High-Dollar Ride: San Antonio has reason to be skeptical about Elon Musk's proposed hyperloop

A top transportation expert said San Antonio could better address its traffic issues with less pricy options.

click to enlarge Members of the Alamo Regional Mobility Authority discuss the proposal from Elon Musk's Boring Co. at a recent meeting. - Michael Karlis
Michael Karlis
Members of the Alamo Regional Mobility Authority discuss the proposal from Elon Musk's Boring Co. at a recent meeting.

Billionaire Elon Musk last week made headlines with his offer to buy Twitter for $43 billion.

Although his $267.5 billion in wealth makes him the richest man in the world, questions swirl about whether the hostile takeover bid amounts to more than an effort to troll the platform. Musk doesn't have the required cash on hand, according to reports, and no bank has come forth willing to finance the deal.

The move is typical Musk: a high-profile grift for media attention. It's reminiscent of the billionaire's claim he was taking Tesla private for $420 a share — he didn't — or when he said he'd build an underground hyperloop in Las Vegas — a promise on which he overpromised and underdelivered.

But despite that history, the Alamo Regional Mobility Authority last month approved further study of a proposal from Musk's Boring Co. to build underground tunnels connecting San Antonio International Airport to downtown — a hyperloop like Vegas' with a price tag of up to $289 million.

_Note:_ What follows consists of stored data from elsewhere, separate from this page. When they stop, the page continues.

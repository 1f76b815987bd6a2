//! # Carrier Integrations
//!
//! Adapters that turn a resolved shipment into carrier rate calls.
//!
//! - [`CarrierAdapter`]: the port every carrier integration implements
//! - [`EnviaAdapter`]: Envia-backed adapter, one instance per carrier
//! - [`StaticAdapterRegistry`]: ordered lookup of configured adapters

pub mod envia;
pub mod error;
pub mod http_client;
pub mod registry;
pub mod traits;

pub use envia::{EnviaAdapter, EnviaConfig};
pub use error::{CarrierError, CarrierResult};
pub use http_client::{BearerToken, HttpClient};
pub use registry::StaticAdapterRegistry;
pub use traits::{AdapterRegistry, CarrierAdapter};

But experts question the need for that scheme, pointing out that it doesn't exactly fit the bill as a public transportation project. Public transportation works to connect people to sources of employment, essential services and reduce traffic congestion, according to the Federal Highway Administration.

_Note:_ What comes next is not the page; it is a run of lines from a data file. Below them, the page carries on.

//! # Settings
//!
//! Process configuration, loaded once at startup and immutable afterwards.
//!
//! Sources, lowest priority first:
//!
//! 1. Built-in defaults (the `Default` impls below)
//! 2. Legacy variables `ENVIA_TEST_TOKEN` and `ORIGIN_*`
//! 3. A configuration file (`ship-rates.toml` in the working directory, or
//!    an explicit path)
//! 4. Variables prefixed with `SHIP_RATES_`, using `__` between nested
//!    keys, e.g. `SHIP_RATES_AGGREGATION__TOP_K=3` or
//!    `SHIP_RATES_ENVIA__TOKEN=...`
//!
//! There is no default origin: loading fails unless `origin.state` names a
//! known region.
//!
//! # Examples
//!
//! ```toml
//! [server]
//! port = 3001
//!
//! [aggregation]
//! carriers = ["fedex", "dhl", "estafeta"]
//! top_k = 4
//! deadline_ms = 8000
//!
//! [envia]
//! base_url = "https://api-test.envia.com"
//!
//! [origin]
//! name = "Warehouse"
//! city = "Monterrey"
//! state = "NL"
//! postal_code = "64000"
//! ```

use crate::application::services::{AggregationConfig, RankingKind};
use crate::domain::entities::{Address, Dimensions, Package};
use crate::domain::errors::DomainError;
use crate::domain::value_objects::RegionTable;
use crate::infrastructure::carriers::EnviaConfig;
use config::builder::DefaultState;
use config::{Config, ConfigBuilder, Environment, File, FileFormat, Map};
use rust_decimal::Decimal;
use serde::{Deserialize, Serialize};
use std::collections::BTreeMap;
use std::path::Path;
use thiserror::Error;

/// File stem searched for when no path is given.
pub const DEFAULT_CONFIG_FILE: &str = "ship-rates";

/// Prefix of environment overrides.
pub const ENV_PREFIX: &str = "SHIP_RATES";

const LEGACY_ENV: [(&str, &str); 12] = [
    ("ENVIA_TEST_TOKEN", "envia.token"),
    ("ORIGIN_NAME", "origin.name"),
    ("ORIGIN_COMPANY", "origin.company"),
    ("ORIGIN_EMAIL", "origin.email"),
    ("ORIGIN_PHONE", "origin.phone"),
    ("ORIGIN_STREET", "origin.street"),
    ("ORIGIN_NUMBER", "origin.number"),
    ("ORIGIN_DISTRICT", "origin.district"),
    ("ORIGIN_CITY", "origin.city"),
    ("ORIGIN_STATE", "origin.state"),
    ("ORIGIN_COUNTRY", "origin.country"),
    ("ORIGIN_POSTAL_CODE", "origin.postal_code"),
];

/// Configuration loading or validation failure.
#[derive(Debug, Error)]
pub enum ConfigError {
    /// A source could not be read or deserialized.
    #[error("failed to load configuration: {0}")]
    Load(#[from] config::ConfigError),

    /// A value is out of range or inconsistent.
    #[error("invalid configuration `{field}`: {reason}")]
    Invalid {
        /// Dotted key of the offending value.
        field: &'static str,
        /// What is wrong with it.
        reason: String,
    },

    /// The custom region table contains a malformed code.
    #[error("invalid region table: {0}")]
    Regions(#[from] DomainError),
}

impl ConfigError {
    fn invalid(field: &'static str, reason: impl Into<String>) -> Self {
        Self::Invalid {
            field,
            reason: reason.into(),
        }
    }
}

/// HTTP listener settings.
#[derive(Debug, Clone, PartialEq, Eq, Serialize, Deserialize)]
#[serde(default)]
pub struct ServerConfig {
    /// Interface to bind.
    pub host: String,
    /// Port to bind.
    pub port: u16,
}

impl Default for ServerConfig {
    fn default() -> Self {
        Self {
            host: "0.0.0.0".to_string(),
            port: 3001,
        }
    }
}

impl ServerConfig {
    /// Returns `host:port`.
    #[must_use]
    pub fn bind_address(&self) -> String {
        format!("{}:{}", self.host, self.port)
    }
}

/// Log output settings.
#[derive(Debug, Clone, Default, PartialEq, Eq, Serialize, Deserialize)]
#[serde(default)]
pub struct LogConfig {
    /// Emit JSON lines instead of human-readable output.
    pub json: bool,
}

/// Complete process configuration.
#[derive(Debug, Clone, PartialEq, Eq, Serialize, Deserialize)]
#[serde(default)]
pub struct AppConfig {
    /// HTTP listener.
    pub server: ServerConfig,
    /// Carrier set, K and deadline.
    pub aggregation: AggregationConfig,
    /// Quote ordering.
    pub ranking: RankingKind,
    /// Envia endpoint and credential.
    pub envia: EnviaConfig,
    /// Address every shipment leaves from.
    pub origin: Address,
    /// Package used when a request names none.
    pub default_package: Package,
    /// Region name to code overrides; empty means the Mexican states.
    pub regions: BTreeMap<String, String>,
    /// Logging.
    pub log: LogConfig,
}

impl Default for AppConfig {
    fn default() -> Self {
        Self {
            server: ServerConfig::default(),
            aggregation: AggregationConfig::default(),
            ranking: RankingKind::default(),
            envia: EnviaConfig::default(),
            origin: Address::default(),
            default_package: Package::new(
                Decimal::new(6, 1),
                Dimensions::new(Decimal::new(40, 0), Decimal::new(10, 0), Decimal::new(50, 0)),
            )
            .with_content("Pantalones"),
            regions: BTreeMap::new(),
            log: LogConfig::default(),
        }
    }
}

impl AppConfig {
    /// Loads configuration from every source.
    ///
    /// With `path = None`, `ship-rates.toml` (or any format `config`
    /// recognizes with that stem) is used if present.
    ///
    /// # Errors
    ///
    /// Returns `ConfigError::Load` if a source is unreadable or has the wrong
    /// shape, and `ConfigError::Invalid` if validation fails.
    pub fn load(path: Option<&Path>) -> Result<Self, ConfigError> {
        let file = match path {
            Some(path) => File::from(path).required(true),
            None => File::with_name(DEFAULT_CONFIG_FILE).required(false),
        };
        Self::layered(
            Config::builder().add_source(file),
            None,
            |var| std::env::var(var).ok(),
        )
    }

    /// Parses TOML text on top of the defaults, ignoring the environment.
    ///
    /// # Errors
    ///
    /// Same as [`load`](Self::load).
    pub fn from_toml_str(toml: &str) -> Result<Self, ConfigError> {
        Self::layered(
            Config::builder().add_source(File::from_str(toml, FileFormat::Toml)),
            Some(Map::new()),
            |_| None,
        )
    }

    fn layered(
        builder: ConfigBuilder<DefaultState>,
        env_vars: Option<Map<String, String>>,
        legacy: impl Fn(&str) -> Option<String>,
    ) -> Result<Self, ConfigError> {
        let mut builder = builder;
        for (var, key) in LEGACY_ENV {
            if let Some(value) = legacy(var) {
                builder = builder.set_default(key, value)?;
            }
        }

        let environment = Environment::with_prefix(ENV_PREFIX)
            .prefix_separator("_")
            .separator("__")
            .source(env_vars);

        let config: Self = builder.add_source(environment).build()?.try_deserialize()?;
        config.validate()?;
        Ok(config)
    }

    /// Builds the region table, defaulting to the Mexican states.
    ///
    /// # Errors
    ///
    /// Returns `ConfigError::Regions` if a configured code is malformed.
    pub fn region_table(&self) -> Result<RegionTable, ConfigError> {
        if self.regions.is_empty() {
            Ok(RegionTable::mexico())
        } else {
            Ok(RegionTable::from_pairs(&self.regions)?)
        }
    }

    /// Checks values the type system cannot.
    ///
    /// A missing Envia token is not an error so that a local run against a
    /// mock server needs no credential; see [`warnings`](Self::warnings).
    ///
    /// # Errors
    ///
    /// Returns `ConfigError::Invalid` naming the first bad value, or
    /// `ConfigError::Regions` for a malformed region table.
    pub fn validate(&self) -> Result<(), ConfigError> {
        if self.aggregation.carriers.is_empty() {
            return Err(ConfigError::invalid(
                "aggregation.carriers",
                "at least one carrier is required",
            ));
        }
        if self
            .aggregation
            .carriers
            .iter()
            .any(|c| c.as_str().trim().is_empty())
        {
            return Err(ConfigError::invalid(
                "aggregation.carriers",
                "carrier ids must not be blank",
            ));
        }
        if self.aggregation.top_k == 0 {
            return Err(ConfigError::invalid("aggregation.top_k", "must be at least 1"));
        }
        if self.aggregation.deadline_ms == 0 {
            return Err(ConfigError::invalid(
                "aggregation.deadline_ms",
                "must be greater than zero",
            ));
        }

        let base_url = self.envia.base_url();
        if !(base_url.starts_with("http://") || base_url.starts_with("https://")) {
            return Err(ConfigError::invalid(
                "envia.base_url",
                format!("not an http(s) URL: {}", base_url),
            ));
        }

        let regions = self.region_table()?;
        if self.origin.state.trim().is_empty() {
            return Err(ConfigError::invalid(
                "origin.state",
                "required; set it in the config file or ORIGIN_STATE",
            ));
        }
        if regions.lookup(&self.origin.state).is_none() {
            return Err(ConfigError::invalid(
                "origin.state",
                format!("unknown region: {}", self.origin.state),
            ));
        }

        self.default_package
            .validate(0)
            .map_err(|e| ConfigError::invalid("default_package", e.to_string()))?;
        Ok(())
    }

    /// Problems worth logging at startup that do not stop the server.
    #[must_use]
    pub fn warnings(&self) -> Vec<String> {
        let mut warnings = Vec::new();
        if self.envia.token().is_empty() {
            warnings.push(
                "envia.token is empty; carrier calls will be unauthenticated".to_string(),
            );
        }
        warnings
    }
}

Although the Alamo RMA and Boring Co. both say traffic reduction is part of their mission, David Schrank, a senior research scientist at Texas A&M's Transportation Institute, questioned whether the proposed San Antonio Loop would have that result.

"Oftentimes, when building an express service, there's a reason for it, like congestion, which prohibits easy travel from the airport to downtown," Schrank said. "That's not necessarily the case with this corridor."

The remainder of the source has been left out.